■ **EXERCISE DETAILS**
Extract every line from the records below that contains the word "EMPTY".

(Collected data)
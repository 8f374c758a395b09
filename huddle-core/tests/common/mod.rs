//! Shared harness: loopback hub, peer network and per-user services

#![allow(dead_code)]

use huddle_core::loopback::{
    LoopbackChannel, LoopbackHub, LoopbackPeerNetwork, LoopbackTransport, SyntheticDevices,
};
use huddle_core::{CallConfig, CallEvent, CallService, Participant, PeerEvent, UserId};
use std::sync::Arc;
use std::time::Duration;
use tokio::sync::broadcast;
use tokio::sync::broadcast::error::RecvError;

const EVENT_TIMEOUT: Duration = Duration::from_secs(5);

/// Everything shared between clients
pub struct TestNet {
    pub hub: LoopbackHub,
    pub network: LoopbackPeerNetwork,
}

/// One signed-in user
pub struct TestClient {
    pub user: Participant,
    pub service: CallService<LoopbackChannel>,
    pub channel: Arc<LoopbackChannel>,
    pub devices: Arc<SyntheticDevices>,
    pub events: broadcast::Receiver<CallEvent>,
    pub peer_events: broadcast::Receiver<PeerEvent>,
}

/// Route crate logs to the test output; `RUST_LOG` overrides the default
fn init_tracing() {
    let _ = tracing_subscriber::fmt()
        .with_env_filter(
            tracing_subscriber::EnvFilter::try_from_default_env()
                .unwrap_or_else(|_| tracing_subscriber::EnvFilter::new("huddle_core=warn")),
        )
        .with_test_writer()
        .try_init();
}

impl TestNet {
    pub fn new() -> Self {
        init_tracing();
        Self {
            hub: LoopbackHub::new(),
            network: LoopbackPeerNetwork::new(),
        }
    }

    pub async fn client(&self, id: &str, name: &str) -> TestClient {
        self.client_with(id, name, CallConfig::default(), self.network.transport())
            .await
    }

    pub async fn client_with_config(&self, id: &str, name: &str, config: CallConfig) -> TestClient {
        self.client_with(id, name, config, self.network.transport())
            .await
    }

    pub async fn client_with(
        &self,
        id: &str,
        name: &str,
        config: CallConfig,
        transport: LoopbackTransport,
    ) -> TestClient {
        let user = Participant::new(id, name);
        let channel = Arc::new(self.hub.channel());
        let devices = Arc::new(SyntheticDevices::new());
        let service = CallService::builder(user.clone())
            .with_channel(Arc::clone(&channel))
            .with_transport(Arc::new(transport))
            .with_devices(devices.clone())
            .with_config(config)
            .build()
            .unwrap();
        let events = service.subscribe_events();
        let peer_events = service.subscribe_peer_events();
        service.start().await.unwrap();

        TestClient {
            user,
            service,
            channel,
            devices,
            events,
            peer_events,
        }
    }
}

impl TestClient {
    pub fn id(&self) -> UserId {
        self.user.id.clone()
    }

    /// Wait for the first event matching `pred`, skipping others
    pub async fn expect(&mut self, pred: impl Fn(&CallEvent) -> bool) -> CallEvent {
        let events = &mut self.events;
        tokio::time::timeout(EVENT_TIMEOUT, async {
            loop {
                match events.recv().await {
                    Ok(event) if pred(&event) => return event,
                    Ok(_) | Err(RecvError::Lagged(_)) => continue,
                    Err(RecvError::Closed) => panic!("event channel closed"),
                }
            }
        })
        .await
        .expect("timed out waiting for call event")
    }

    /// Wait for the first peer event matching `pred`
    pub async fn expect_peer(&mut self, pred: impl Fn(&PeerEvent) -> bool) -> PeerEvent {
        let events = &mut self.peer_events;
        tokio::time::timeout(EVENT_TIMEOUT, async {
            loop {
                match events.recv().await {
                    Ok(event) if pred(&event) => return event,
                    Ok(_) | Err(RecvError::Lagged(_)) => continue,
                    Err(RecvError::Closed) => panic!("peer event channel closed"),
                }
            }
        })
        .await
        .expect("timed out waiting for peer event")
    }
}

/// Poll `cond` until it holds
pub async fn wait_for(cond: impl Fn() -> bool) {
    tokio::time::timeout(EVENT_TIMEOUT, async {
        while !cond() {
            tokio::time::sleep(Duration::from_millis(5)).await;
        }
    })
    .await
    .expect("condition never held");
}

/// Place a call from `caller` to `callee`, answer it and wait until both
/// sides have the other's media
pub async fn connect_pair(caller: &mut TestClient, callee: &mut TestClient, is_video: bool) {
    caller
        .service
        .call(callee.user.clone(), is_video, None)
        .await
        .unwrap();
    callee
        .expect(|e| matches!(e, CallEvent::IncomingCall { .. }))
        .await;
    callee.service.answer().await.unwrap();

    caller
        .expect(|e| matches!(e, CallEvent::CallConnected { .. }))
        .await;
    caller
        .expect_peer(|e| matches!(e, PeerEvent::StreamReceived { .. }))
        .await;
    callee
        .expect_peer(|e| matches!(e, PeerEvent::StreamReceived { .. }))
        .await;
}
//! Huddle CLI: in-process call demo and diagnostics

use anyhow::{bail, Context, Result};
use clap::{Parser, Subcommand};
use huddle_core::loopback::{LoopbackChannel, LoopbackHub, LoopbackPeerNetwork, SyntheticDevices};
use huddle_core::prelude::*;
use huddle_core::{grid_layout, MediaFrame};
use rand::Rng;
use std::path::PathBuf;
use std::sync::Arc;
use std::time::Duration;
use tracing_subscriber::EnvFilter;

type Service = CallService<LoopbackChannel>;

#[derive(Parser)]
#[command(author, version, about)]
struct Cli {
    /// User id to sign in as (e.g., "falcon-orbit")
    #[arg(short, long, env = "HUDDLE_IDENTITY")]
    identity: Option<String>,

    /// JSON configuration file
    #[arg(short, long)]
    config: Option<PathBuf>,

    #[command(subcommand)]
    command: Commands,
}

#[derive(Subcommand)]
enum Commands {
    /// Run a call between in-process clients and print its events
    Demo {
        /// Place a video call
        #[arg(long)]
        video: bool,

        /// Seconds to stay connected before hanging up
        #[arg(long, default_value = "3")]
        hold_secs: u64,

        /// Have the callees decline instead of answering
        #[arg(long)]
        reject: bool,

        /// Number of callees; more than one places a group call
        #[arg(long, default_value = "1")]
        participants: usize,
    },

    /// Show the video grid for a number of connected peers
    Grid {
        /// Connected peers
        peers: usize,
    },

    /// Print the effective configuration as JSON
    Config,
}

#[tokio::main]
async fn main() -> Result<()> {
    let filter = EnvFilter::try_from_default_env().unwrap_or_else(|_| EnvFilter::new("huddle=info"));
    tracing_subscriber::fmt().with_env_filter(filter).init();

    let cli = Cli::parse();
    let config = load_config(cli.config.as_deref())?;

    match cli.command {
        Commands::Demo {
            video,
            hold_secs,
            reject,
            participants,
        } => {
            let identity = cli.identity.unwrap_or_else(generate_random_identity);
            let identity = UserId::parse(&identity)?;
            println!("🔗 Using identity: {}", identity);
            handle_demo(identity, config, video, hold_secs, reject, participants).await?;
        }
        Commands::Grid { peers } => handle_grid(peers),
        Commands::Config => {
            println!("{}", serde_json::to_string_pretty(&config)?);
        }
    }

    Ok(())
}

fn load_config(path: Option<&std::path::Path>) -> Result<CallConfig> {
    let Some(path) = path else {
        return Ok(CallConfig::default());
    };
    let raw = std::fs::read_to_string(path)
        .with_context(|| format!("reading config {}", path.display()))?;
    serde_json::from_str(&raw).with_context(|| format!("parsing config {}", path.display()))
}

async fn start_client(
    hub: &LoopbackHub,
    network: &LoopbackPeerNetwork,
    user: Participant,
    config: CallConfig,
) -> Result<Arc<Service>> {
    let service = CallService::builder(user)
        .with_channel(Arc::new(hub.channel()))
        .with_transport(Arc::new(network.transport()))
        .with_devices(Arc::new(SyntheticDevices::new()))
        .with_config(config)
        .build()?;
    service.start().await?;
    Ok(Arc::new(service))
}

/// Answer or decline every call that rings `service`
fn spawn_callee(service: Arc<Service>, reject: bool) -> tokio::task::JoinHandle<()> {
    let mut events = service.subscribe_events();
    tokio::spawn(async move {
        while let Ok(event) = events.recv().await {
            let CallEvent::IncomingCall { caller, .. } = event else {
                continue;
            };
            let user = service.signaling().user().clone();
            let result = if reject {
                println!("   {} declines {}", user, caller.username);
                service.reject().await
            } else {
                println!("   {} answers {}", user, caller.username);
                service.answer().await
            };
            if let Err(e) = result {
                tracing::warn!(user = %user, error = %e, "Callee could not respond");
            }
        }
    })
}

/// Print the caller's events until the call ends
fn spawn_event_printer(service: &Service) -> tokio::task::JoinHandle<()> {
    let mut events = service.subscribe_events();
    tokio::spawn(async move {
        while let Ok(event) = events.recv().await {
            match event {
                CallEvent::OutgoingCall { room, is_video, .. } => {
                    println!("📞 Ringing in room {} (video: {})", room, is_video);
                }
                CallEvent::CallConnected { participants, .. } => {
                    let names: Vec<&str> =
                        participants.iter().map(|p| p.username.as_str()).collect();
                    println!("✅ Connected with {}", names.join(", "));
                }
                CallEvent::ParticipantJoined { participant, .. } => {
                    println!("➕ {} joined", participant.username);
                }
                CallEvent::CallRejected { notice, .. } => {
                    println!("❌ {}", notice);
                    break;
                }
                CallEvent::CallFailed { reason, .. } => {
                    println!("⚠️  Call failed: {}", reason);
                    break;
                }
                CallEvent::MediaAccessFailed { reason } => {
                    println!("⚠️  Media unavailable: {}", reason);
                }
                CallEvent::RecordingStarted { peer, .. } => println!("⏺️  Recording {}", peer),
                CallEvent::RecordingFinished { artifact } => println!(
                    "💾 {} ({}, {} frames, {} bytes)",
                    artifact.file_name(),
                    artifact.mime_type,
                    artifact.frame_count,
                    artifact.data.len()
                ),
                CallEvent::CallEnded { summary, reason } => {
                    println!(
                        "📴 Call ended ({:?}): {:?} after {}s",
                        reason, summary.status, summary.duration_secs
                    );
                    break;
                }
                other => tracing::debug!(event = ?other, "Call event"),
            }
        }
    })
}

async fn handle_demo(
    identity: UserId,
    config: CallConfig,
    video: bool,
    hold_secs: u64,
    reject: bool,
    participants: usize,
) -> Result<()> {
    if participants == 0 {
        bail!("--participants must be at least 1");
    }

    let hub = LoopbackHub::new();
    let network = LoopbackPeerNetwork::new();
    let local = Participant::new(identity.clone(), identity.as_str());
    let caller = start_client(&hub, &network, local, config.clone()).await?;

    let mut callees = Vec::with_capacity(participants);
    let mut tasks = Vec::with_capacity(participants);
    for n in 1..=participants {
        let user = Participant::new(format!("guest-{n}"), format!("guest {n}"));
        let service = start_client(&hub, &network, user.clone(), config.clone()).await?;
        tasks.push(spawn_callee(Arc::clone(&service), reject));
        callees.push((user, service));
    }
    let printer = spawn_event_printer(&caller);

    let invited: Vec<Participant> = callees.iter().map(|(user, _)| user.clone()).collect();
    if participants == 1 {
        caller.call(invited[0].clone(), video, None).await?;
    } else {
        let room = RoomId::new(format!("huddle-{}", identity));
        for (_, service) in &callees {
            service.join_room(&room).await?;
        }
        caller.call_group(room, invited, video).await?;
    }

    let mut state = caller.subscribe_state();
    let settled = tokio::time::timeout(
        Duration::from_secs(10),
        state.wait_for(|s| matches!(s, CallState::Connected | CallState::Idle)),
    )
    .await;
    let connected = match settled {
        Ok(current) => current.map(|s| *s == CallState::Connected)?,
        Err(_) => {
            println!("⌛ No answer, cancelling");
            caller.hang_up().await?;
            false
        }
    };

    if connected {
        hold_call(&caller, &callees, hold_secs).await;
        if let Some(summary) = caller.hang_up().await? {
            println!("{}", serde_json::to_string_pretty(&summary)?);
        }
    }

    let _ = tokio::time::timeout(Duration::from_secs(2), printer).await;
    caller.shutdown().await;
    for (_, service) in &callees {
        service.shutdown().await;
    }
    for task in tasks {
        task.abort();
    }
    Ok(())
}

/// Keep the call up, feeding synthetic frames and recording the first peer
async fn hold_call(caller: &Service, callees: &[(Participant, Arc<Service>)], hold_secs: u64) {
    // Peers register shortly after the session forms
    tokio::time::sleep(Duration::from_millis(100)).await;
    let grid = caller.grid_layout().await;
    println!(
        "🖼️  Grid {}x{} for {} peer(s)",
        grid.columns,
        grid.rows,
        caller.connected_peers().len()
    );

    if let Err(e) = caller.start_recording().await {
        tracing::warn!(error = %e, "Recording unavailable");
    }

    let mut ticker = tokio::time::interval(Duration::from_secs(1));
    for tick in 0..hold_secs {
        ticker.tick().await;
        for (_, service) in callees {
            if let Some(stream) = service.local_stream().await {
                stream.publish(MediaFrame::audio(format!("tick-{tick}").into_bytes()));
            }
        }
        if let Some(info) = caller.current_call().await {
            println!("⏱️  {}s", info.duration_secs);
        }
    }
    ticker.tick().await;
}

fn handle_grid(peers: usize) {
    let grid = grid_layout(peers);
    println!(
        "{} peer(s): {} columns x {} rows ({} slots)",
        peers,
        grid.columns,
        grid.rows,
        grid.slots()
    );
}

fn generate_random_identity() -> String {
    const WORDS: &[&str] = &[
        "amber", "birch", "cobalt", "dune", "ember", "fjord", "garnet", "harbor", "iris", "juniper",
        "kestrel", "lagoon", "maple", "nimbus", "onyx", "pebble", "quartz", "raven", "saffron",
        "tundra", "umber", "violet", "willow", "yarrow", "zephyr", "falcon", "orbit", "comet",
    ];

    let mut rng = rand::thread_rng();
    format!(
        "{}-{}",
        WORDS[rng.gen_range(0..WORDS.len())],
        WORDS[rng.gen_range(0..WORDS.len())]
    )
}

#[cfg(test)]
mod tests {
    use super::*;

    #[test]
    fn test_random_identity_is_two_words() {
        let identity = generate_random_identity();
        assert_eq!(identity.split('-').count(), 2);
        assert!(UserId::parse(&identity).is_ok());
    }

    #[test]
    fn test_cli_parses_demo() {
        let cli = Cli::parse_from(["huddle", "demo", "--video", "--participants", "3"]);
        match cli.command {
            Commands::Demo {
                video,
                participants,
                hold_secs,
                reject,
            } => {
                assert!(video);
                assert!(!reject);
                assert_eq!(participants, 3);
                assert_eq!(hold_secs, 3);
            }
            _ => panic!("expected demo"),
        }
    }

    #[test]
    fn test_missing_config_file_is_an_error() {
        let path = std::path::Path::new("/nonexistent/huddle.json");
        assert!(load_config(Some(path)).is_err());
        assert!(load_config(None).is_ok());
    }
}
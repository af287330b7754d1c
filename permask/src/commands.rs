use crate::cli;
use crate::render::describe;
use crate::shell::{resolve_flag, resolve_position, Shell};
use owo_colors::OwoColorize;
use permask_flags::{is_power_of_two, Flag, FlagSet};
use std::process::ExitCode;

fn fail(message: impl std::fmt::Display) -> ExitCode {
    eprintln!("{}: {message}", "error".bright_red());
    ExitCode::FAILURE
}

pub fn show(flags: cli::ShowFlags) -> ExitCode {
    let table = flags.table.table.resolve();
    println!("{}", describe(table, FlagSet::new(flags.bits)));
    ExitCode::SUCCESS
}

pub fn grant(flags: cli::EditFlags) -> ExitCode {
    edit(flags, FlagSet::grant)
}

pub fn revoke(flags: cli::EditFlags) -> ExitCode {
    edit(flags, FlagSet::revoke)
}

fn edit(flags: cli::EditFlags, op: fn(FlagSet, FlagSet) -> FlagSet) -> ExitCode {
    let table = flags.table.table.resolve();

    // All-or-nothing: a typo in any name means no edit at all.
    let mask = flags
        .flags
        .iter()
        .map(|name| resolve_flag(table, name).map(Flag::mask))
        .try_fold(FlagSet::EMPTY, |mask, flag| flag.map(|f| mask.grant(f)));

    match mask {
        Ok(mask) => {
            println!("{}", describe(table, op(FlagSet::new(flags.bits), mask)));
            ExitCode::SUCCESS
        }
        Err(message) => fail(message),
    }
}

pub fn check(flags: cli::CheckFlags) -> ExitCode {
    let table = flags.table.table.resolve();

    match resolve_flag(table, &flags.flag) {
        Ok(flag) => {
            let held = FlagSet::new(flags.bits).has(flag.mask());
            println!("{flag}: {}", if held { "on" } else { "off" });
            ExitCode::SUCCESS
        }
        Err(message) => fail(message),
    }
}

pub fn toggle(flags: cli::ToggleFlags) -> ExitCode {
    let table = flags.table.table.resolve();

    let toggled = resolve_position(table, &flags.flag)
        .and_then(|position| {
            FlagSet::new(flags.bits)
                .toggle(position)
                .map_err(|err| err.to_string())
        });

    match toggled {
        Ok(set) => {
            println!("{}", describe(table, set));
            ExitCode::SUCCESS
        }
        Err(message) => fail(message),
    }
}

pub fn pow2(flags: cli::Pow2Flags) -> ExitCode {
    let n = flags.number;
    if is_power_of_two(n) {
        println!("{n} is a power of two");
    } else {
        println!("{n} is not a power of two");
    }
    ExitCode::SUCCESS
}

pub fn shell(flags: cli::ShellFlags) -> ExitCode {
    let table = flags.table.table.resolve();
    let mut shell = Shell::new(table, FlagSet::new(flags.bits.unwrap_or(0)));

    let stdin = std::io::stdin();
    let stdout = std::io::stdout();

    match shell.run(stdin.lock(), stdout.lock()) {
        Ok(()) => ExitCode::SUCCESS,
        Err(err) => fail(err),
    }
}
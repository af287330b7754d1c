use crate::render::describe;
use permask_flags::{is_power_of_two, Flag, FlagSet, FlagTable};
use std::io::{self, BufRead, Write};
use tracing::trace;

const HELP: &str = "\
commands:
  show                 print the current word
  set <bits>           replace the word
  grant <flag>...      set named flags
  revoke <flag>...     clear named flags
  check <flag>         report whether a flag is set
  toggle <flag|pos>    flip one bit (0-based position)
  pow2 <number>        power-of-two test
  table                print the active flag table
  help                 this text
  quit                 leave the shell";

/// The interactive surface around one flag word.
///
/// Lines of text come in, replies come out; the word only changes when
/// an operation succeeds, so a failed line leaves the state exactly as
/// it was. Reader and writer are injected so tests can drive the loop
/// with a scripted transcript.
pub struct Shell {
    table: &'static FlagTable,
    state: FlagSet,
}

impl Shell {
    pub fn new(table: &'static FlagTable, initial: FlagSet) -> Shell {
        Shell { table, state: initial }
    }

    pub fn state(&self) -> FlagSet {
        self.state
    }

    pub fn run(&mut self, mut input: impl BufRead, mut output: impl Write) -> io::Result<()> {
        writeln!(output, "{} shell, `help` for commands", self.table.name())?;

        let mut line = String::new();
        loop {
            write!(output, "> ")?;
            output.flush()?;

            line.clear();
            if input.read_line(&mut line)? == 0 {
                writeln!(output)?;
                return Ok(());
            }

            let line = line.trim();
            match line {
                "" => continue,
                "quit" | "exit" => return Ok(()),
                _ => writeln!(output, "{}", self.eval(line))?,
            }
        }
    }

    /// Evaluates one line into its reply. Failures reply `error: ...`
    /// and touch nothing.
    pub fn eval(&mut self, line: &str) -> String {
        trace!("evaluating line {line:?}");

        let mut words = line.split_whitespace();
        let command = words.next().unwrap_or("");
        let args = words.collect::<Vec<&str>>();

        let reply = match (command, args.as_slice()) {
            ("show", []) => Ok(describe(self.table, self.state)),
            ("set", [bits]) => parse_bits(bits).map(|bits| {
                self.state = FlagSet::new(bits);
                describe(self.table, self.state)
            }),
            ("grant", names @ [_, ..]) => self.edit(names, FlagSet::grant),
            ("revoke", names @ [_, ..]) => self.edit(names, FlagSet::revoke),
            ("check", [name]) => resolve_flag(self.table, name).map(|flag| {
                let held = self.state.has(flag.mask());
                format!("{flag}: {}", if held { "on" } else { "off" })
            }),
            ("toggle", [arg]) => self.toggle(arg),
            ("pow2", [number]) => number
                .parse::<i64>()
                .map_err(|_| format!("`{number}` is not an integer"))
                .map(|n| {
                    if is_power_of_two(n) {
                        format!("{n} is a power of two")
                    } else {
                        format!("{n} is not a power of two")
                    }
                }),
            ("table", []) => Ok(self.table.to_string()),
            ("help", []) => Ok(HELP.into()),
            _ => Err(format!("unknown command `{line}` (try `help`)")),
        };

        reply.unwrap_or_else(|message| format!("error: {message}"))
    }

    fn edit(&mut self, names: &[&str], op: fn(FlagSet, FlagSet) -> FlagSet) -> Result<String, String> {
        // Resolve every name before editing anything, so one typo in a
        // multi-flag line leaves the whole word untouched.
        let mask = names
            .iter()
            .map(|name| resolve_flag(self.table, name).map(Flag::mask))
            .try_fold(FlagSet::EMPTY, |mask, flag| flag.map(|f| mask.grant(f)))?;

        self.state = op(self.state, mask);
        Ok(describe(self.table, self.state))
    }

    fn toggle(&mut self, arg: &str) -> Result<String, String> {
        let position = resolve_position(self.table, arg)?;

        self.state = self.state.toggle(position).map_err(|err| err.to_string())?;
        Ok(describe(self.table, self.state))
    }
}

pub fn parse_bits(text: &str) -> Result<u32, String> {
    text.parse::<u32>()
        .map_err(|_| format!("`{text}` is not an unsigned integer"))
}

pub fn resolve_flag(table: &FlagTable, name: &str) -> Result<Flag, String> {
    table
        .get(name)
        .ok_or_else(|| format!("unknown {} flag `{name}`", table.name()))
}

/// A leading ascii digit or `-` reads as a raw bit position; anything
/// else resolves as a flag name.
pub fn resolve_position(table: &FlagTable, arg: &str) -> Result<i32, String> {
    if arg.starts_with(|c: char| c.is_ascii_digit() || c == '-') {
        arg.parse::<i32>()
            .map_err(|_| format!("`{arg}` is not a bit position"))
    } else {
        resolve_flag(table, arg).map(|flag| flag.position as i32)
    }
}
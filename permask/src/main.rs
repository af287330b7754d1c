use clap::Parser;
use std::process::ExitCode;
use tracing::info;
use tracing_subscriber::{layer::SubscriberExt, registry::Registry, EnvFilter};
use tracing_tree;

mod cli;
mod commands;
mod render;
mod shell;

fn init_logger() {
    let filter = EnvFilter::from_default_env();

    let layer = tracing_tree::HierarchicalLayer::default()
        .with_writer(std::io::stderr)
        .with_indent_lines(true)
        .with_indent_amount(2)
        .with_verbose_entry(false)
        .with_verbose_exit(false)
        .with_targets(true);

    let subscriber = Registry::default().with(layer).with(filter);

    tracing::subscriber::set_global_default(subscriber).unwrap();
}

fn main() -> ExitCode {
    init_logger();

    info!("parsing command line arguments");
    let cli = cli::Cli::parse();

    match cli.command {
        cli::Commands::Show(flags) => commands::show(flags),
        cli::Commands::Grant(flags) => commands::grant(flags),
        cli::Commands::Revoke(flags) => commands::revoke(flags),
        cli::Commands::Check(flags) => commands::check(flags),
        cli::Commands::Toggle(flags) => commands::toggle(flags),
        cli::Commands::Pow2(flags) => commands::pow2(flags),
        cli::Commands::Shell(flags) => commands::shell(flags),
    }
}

■ **ANSWER FOR THE TASK**
        .try_fold(FlagSet::EMPTY, |mask, flag| flag.map(|f| mask.grant(f)));
            .try_fold(FlagSet::EMPTY, |mask, flag| flag.map(|f| mask.grant(f)))?;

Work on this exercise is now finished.